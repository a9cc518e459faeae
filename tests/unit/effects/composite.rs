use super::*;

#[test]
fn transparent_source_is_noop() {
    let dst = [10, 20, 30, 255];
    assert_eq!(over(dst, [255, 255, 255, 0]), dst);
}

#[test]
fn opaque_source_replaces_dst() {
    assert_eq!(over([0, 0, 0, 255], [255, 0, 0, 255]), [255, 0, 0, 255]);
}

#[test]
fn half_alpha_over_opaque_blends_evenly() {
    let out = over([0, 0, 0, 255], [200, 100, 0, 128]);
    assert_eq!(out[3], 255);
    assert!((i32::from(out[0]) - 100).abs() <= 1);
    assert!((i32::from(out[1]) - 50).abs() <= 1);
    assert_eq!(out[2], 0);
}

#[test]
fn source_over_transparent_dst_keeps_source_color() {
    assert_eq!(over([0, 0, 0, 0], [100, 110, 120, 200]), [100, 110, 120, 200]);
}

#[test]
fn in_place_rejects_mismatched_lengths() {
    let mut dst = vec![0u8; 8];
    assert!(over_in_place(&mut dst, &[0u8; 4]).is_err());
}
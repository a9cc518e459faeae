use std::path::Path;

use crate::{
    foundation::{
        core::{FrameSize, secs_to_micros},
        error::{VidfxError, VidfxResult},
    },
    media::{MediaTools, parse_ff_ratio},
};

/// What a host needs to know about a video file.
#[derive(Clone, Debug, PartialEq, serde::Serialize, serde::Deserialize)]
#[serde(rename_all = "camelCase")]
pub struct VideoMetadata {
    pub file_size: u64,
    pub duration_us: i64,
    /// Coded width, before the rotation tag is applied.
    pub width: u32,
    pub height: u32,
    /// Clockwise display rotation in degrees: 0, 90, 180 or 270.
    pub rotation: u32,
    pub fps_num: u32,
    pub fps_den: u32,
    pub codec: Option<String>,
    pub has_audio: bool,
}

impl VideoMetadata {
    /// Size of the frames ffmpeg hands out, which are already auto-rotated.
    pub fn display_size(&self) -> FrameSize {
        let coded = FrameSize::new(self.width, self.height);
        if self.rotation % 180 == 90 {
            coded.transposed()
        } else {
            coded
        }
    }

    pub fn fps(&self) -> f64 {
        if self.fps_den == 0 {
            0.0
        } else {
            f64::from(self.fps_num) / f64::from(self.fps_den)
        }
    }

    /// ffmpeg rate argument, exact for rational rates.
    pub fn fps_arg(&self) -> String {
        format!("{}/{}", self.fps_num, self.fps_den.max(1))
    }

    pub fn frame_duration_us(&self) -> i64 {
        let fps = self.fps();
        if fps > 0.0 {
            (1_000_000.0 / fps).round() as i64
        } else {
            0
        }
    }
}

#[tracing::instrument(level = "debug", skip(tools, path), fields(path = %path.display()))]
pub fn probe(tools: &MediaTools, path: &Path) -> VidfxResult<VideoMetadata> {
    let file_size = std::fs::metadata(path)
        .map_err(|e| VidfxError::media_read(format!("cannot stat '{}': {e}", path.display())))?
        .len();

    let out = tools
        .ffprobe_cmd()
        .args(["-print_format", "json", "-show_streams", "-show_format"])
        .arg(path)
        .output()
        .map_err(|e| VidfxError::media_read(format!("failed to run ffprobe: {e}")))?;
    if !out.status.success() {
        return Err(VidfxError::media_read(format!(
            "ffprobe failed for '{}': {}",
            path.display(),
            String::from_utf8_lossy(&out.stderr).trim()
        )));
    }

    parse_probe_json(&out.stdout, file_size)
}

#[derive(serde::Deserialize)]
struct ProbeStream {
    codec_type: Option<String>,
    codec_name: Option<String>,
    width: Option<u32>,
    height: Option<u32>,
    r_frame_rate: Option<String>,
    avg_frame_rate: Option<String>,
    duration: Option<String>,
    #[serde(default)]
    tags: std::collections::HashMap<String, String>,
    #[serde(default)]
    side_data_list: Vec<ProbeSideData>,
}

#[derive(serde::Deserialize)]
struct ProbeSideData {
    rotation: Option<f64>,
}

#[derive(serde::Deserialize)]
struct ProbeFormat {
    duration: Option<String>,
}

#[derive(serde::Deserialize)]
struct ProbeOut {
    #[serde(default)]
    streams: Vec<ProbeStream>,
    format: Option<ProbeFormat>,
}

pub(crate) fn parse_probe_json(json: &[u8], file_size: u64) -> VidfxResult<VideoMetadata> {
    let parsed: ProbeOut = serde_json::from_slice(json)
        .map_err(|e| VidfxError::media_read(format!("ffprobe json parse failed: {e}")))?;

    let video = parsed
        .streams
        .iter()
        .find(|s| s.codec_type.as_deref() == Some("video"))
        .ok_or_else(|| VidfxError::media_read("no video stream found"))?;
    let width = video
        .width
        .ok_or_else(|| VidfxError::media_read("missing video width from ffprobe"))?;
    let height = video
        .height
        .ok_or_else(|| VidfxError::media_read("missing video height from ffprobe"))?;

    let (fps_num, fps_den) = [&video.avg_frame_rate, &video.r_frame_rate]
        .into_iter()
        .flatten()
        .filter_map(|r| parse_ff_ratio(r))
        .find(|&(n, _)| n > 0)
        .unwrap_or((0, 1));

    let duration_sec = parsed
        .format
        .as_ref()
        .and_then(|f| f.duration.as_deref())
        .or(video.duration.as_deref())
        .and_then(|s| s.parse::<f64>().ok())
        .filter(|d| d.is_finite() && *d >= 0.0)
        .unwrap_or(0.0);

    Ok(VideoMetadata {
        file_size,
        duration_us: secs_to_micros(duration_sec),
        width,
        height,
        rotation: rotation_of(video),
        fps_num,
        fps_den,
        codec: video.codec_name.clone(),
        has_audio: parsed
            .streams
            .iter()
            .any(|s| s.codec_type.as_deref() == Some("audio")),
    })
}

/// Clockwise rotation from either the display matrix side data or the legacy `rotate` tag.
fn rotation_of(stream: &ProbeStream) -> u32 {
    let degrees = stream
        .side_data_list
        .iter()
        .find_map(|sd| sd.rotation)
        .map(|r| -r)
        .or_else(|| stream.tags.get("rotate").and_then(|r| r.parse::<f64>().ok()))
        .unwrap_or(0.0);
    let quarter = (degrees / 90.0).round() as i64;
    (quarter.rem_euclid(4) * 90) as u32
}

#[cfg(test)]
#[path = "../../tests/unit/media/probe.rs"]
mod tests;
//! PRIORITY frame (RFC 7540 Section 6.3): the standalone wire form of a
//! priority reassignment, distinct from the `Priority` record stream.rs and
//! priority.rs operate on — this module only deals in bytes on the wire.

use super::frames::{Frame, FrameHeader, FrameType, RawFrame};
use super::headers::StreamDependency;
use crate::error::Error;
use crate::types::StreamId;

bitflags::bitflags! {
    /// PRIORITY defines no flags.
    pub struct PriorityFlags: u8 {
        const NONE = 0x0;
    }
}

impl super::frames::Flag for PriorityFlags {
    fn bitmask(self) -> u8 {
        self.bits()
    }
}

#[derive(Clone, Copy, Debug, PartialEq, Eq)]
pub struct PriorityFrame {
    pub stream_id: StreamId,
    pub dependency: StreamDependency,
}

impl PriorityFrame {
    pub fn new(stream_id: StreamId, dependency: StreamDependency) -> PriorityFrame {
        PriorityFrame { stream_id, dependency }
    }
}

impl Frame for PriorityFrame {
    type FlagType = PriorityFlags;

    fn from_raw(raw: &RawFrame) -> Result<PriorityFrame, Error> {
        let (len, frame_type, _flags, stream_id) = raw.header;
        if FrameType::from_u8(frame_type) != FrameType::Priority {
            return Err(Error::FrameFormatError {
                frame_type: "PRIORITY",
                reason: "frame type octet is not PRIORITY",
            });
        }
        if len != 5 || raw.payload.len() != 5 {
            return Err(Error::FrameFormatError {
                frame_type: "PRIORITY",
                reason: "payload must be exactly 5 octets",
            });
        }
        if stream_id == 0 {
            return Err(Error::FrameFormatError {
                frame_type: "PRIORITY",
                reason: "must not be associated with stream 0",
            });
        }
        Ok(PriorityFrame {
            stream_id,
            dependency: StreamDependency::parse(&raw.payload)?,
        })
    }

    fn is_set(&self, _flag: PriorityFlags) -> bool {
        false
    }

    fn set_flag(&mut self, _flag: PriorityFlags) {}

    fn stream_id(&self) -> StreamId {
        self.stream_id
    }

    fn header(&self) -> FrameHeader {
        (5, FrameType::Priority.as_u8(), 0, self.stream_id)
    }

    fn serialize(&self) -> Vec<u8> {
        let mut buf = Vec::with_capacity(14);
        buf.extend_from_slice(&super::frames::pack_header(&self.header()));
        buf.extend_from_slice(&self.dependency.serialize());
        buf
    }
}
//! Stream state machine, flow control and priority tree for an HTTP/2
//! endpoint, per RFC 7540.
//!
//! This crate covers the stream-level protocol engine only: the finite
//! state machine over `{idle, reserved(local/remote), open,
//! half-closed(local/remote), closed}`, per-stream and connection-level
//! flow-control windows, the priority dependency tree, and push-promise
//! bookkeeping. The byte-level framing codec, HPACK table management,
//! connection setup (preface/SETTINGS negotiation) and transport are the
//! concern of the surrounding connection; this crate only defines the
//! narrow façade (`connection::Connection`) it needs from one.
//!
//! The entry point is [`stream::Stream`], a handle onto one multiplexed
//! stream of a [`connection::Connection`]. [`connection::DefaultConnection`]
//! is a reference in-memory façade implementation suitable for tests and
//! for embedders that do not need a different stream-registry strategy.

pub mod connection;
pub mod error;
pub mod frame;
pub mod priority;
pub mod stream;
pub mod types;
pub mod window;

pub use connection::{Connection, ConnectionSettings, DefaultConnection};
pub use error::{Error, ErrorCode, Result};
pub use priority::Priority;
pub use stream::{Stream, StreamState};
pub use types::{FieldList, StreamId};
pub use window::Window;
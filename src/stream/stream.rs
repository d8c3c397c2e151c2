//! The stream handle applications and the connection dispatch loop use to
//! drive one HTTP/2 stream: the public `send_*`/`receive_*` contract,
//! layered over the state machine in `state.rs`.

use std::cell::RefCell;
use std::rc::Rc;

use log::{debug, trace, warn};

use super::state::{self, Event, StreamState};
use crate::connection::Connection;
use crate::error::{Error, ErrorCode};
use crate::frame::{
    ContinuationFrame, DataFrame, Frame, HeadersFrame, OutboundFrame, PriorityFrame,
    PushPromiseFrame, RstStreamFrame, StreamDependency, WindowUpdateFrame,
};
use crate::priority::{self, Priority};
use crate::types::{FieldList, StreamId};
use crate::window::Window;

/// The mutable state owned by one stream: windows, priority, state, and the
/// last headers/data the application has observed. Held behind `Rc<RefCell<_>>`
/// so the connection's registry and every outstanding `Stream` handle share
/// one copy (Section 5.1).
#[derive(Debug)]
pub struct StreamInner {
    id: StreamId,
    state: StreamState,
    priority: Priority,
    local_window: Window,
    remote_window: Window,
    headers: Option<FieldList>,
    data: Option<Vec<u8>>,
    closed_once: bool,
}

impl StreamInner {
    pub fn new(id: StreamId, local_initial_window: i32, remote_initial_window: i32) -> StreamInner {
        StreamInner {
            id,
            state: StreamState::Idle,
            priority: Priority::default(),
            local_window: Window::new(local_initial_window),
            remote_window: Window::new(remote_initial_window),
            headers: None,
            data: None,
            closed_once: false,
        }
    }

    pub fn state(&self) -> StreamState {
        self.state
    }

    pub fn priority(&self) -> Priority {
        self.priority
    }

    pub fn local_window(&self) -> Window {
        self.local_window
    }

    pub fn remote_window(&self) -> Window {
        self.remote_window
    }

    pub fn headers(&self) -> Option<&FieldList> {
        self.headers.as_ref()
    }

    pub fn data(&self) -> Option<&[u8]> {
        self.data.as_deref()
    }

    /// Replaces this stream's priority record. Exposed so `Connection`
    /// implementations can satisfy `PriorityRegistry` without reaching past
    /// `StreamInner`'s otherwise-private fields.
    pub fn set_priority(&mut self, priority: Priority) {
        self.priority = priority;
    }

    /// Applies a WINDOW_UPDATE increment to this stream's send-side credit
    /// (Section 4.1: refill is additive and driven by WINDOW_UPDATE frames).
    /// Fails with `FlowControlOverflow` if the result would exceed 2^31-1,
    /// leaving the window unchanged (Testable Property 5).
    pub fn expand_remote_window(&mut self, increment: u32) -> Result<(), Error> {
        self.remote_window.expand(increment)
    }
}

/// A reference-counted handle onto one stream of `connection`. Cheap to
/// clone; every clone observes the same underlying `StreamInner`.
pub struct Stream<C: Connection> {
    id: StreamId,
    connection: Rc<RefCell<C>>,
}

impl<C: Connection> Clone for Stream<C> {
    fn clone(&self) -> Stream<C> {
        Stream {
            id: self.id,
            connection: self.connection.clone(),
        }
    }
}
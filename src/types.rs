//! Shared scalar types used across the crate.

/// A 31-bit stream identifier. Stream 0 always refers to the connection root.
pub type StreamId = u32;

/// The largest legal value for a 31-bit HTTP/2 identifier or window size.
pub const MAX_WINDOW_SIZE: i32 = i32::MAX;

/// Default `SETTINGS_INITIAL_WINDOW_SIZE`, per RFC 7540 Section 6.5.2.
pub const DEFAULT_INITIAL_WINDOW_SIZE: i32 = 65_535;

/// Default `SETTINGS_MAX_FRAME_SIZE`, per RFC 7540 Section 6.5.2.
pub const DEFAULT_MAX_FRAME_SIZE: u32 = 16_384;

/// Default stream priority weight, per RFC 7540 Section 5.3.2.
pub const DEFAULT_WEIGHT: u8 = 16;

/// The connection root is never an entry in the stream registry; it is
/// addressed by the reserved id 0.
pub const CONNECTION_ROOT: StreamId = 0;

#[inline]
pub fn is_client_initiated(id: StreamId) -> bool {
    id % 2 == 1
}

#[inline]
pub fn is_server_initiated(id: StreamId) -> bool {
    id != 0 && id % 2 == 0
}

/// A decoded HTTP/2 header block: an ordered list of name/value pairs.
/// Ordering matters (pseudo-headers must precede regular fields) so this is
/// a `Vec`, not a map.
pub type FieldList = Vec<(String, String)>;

What the exercise asks
Please copy all lines of the listing in which the string "ProbeStream" occurs.

Written answer
struct ProbeStream {
    streams: Vec<ProbeStream>,
fn rotation_of(stream: &ProbeStream) -> u32 {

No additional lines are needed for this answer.